*** Supplied records ***

use std::sync::Arc;

use chrono::{NaiveDate, Utc};
use futures::future::try_join_all;
use serde_json::json;
use tracing::info;
use uuid::Uuid;
use validator::Validate;

use crate::dto::service_dto::{
    ChecklistItemRequest, CreatedServiceResponse, ServiceDetailResponse, ServiceFilters,
    ServiceRequest, ServiceResponse, ToggleChecklistItemRequest, UpdateServiceStatusRequest,
};
use crate::dto::ApiResponse;
use crate::models::{
    Actor, AuditAction, AuditLog, EntityType, Service, ServiceChecklistItem, Vehicle,
};
use crate::repositories::{DataStore, ServiceBundle};
use crate::services::checklist_templates::{self, normalize_service_type};
use crate::services::service_billing::billing_transaction;
use crate::services::service_progress::checklist_progress;
use crate::services::AuditService;
use crate::state::AppState;
use crate::utils::errors::{not_found_error, AppError};
use crate::utils::validation::{clean_optional, validate_money_scale, validate_non_negative, FieldErrors};

pub struct ServiceController {
    store: Arc<dyn DataStore>,
    today: NaiveDate,
}

impl ServiceController {
    pub fn new(state: &AppState) -> Self {
        Self {
            store: state.store.clone(),
            today: state.today(),
        }
    }

    async fn find(&self, id: Uuid) -> Result<Service, AppError> {
        self.store
            .find_service(id)
            .await?
            .ok_or_else(|| not_found_error("Service", &id.to_string()))
    }

    async fn find_item(&self, service_id: Uuid, item_id: Uuid) -> Result<ServiceChecklistItem, AppError> {
        self.store
            .find_checklist_item(item_id)
            .await?
            .filter(|item| item.service_id == service_id)
            .ok_or_else(|| not_found_error("ChecklistItem", &item_id.to_string()))
    }

    /// Cliente, vehículo y pagador deben existir
    async fn check_references(&self, request: &ServiceRequest) -> Result<Vehicle, AppError> {
        if self.store.find_client(request.client_id).await?.is_none() {
            return Err(not_found_error("Client", &request.client_id.to_string()));
        }
        if let Some(payer_id) = request.payer_id {
            if self.store.find_client(payer_id).await?.is_none() {
                return Err(not_found_error("Client", &payer_id.to_string()));
            }
        }
        self.store
            .find_vehicle(request.vehicle_id)
            .await?
            .ok_or_else(|| not_found_error("Vehicle", &request.vehicle_id.to_string()))
    }

    async fn detail(&self, service: Service) -> Result<ServiceDetailResponse, AppError> {
        let checklist = self.store.list_checklist_items(service.id).await?;
        Ok(ServiceDetailResponse {
            progress: checklist_progress(&checklist),
            service,
            checklist,
        })
    }

    pub async fn list(&self, filters: ServiceFilters) -> Result<Vec<ServiceResponse>, AppError> {
        let services = self.store.list_services(&filters).await?;
        let checklists = try_join_all(
            services
                .iter()
                .map(|service| self.store.list_checklist_items(service.id)),
        )
        .await?;

        Ok(services
            .into_iter()
            .zip(checklists)
            .map(|(service, checklist)| ServiceResponse {
                progress: checklist_progress(&checklist),
                service,
            })
            .collect())
    }

    pub async fn get_by_id(&self, id: Uuid) -> Result<ServiceDetailResponse, AppError> {
        let service = self.find(id).await?;
        self.detail(service).await
    }

    /// Alta de servicio: checklist de la plantilla y cobro pendiente si tiene precio
    pub async fn create(
        &self,
        actor: &Actor,
        request: ServiceRequest,
    ) -> Result<ApiResponse<CreatedServiceResponse>, AppError> {
        validate_request(&request)?;
        let vehicle = self.check_references(&request).await?;

        let mut service = Service::new(
            request.client_id,
            request.vehicle_id,
            normalize_service_type(&request.service_type),
            request.price,
        );
        apply_request(&mut service, request);

        let checklist = checklist_templates::instantiate(service.id, &service.service_type);
        let transaction = billing_transaction(&service, &vehicle, self.today);
        let audit = AuditLog::new(
            AuditAction::ServiceCreated,
            EntityType::Service,
            service.id,
            actor.user_id,
            json!({
                "service_type": service.service_type,
                "plate": vehicle.plate,
                "price": service.price.to_string(),
                "transaction_id": transaction.as_ref().map(|t| t.id),
            }),
        );

        let bundle = ServiceBundle {
            service,
            checklist,
            transaction,
            audit,
        };
        self.store.commit_service(&bundle).await?;
        info!("✅ Servicio {} creado para {}", bundle.service.service_type, vehicle.plate);

        let ServiceBundle {
            service,
            checklist,
            transaction,
            ..
        } = bundle;

        Ok(ApiResponse::success_with_message(
            CreatedServiceResponse {
                detail: ServiceDetailResponse {
                    progress: checklist_progress(&checklist),
                    service,
                    checklist,
                },
                transaction,
            },
            "Serviço criado com sucesso",
        ))
    }

    /// Edita los datos del servicio. El estado se cambia por `update_status`
    /// y el cobro ya generado no se recalcula.
    pub async fn update(
        &self,
        actor: &Actor,
        id: Uuid,
        request: ServiceRequest,
    ) -> Result<ApiResponse<ServiceDetailResponse>, AppError> {
        validate_request(&request)?;
        self.check_references(&request).await?;

        let mut service = self.find(id).await?;
        service.client_id = request.client_id;
        service.vehicle_id = request.vehicle_id;
        service.service_type = normalize_service_type(&request.service_type);
        service.price = request.price;
        apply_request(&mut service, request);
        service.updated_at = Utc::now();

        let service = self.store.upsert_service(&service).await?;

        AuditService::new(self.store.as_ref())
            .record(
                actor,
                AuditAction::ServiceUpdated,
                EntityType::Service,
                service.id,
                json!({ "service_type": service.service_type, "price": service.price.to_string() }),
            )
            .await?;

        Ok(ApiResponse::success_with_message(
            self.detail(service).await?,
            "Serviço atualizado com sucesso",
        ))
    }

    pub async fn update_status(
        &self,
        actor: &Actor,
        id: Uuid,
        request: UpdateServiceStatusRequest,
    ) -> Result<ApiResponse<ServiceDetailResponse>, AppError> {
        let mut service = self.find(id).await?;
        let from = service.status;
        let to = request.status;

        if from == to {
            return Ok(ApiResponse::success(self.detail(service).await?));
        }
        if !from.can_transition_to(to) {
            return Err(AppError::BadRequest(format!(
                "Serviço {:?} não pode mudar para {:?}",
                from, to
            )));
        }

        service.status = to;
        service.updated_at = Utc::now();
        let service = self.store.upsert_service(&service).await?;
        info!("🔀 Servicio {}: {:?} → {:?}", service.id, from, to);

        AuditService::new(self.store.as_ref())
            .record(
                actor,
                AuditAction::ServiceStatusChanged,
                EntityType::Service,
                service.id,
                json!({ "from": from, "to": to }),
            )
            .await?;

        Ok(ApiResponse::success_with_message(
            self.detail(service).await?,
            "Status atualizado",
        ))
    }

    pub async fn delete(&self, actor: &Actor, id: Uuid) -> Result<ApiResponse<()>, AppError> {
        let service = self.find(id).await?;
        if !self.store.delete_service(id).await? {
            return Err(not_found_error("Service", &id.to_string()));
        }

        AuditService::new(self.store.as_ref())
            .record(
                actor,
                AuditAction::ServiceDeleted,
                EntityType::Service,
                id,
                json!({ "service_type": service.service_type }),
            )
            .await?;

        Ok(ApiResponse::message("Serviço excluído com sucesso"))
    }

    pub async fn list_checklist(&self, service_id: Uuid) -> Result<Vec<ServiceChecklistItem>, AppError> {
        self.find(service_id).await?;
        self.store.list_checklist_items(service_id).await
    }

    /// Paso manual, al final del checklist
    pub async fn add_checklist_item(
        &self,
        actor: &Actor,
        service_id: Uuid,
        request: ChecklistItemRequest,
    ) -> Result<ApiResponse<ServiceChecklistItem>, AppError> {
        request.validate()?;
        self.find(service_id).await?;

        let items = self.store.list_checklist_items(service_id).await?;
        let position = items.iter().map(|item| item.position + 1).max().unwrap_or(0);
        let item = ServiceChecklistItem::new(service_id, request.description.trim().to_string(), position);
        let item = self.store.upsert_checklist_item(&item).await?;

        AuditService::new(self.store.as_ref())
            .record(
                actor,
                AuditAction::ChecklistItemAdded,
                EntityType::ChecklistItem,
                item.id,
                json!({ "service_id": service_id, "description": item.description }),
            )
            .await?;

        Ok(ApiResponse::success_with_message(item, "Etapa adicionada"))
    }

    pub async fn toggle_checklist_item(
        &self,
        actor: &Actor,
        service_id: Uuid,
        item_id: Uuid,
        request: ToggleChecklistItemRequest,
    ) -> Result<ApiResponse<ServiceChecklistItem>, AppError> {
        let mut item = self.find_item(service_id, item_id).await?;
        item.completed = request.completed;
        item.updated_at = Utc::now();
        let item = self.store.upsert_checklist_item(&item).await?;

        AuditService::new(self.store.as_ref())
            .record(
                actor,
                AuditAction::ChecklistItemToggled,
                EntityType::ChecklistItem,
                item.id,
                json!({ "service_id": service_id, "completed": item.completed }),
            )
            .await?;

        Ok(ApiResponse::success(item))
    }

    pub async fn remove_checklist_item(
        &self,
        actor: &Actor,
        service_id: Uuid,
        item_id: Uuid,
    ) -> Result<ApiResponse<()>, AppError> {
        let item = self.find_item(service_id, item_id).await?;
        self.store.delete_checklist_item(item.id).await?;

        AuditService::new(self.store.as_ref())
            .record(
                actor,
                AuditAction::ChecklistItemRemoved,
                EntityType::ChecklistItem,
                item.id,
                json!({ "service_id": service_id, "description": item.description }),
            )
            .await?;

        Ok(ApiResponse::message("Etapa removida"))
    }
}

fn validate_request(request: &ServiceRequest) -> Result<(), AppError> {
    request.validate()?;

    let mut errors = FieldErrors::new();
    errors.check("price", validate_non_negative(request.price));
    errors.check("price", validate_money_scale(request.price));
    errors.finish()
}

fn apply_request(service: &mut Service, request: ServiceRequest) {
    service.due_date = request.due_date;
    service.payer_id = request.payer_id;
    service.agent_name = clean_optional(request.agent_name);
    service.detran_schedule = clean_optional(request.detran_schedule);
    service.notes = clean_optional(request.notes);
}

***

Problem requirements: Lines that contain "json" should be pulled from the entries above and reported.

Exercise response:
use serde_json::json;
            json!({
                json!({ "service_type": service.service_type, "price": service.price.to_string() }),
                json!({ "from": from, "to": to }),
                json!({ "service_type": service.service_type }),
                json!({ "service_id": service_id, "description": item.description }),
                json!({ "service_id": service_id, "completed": item.completed }),
                json!({ "service_id": service_id, "description": item.description }),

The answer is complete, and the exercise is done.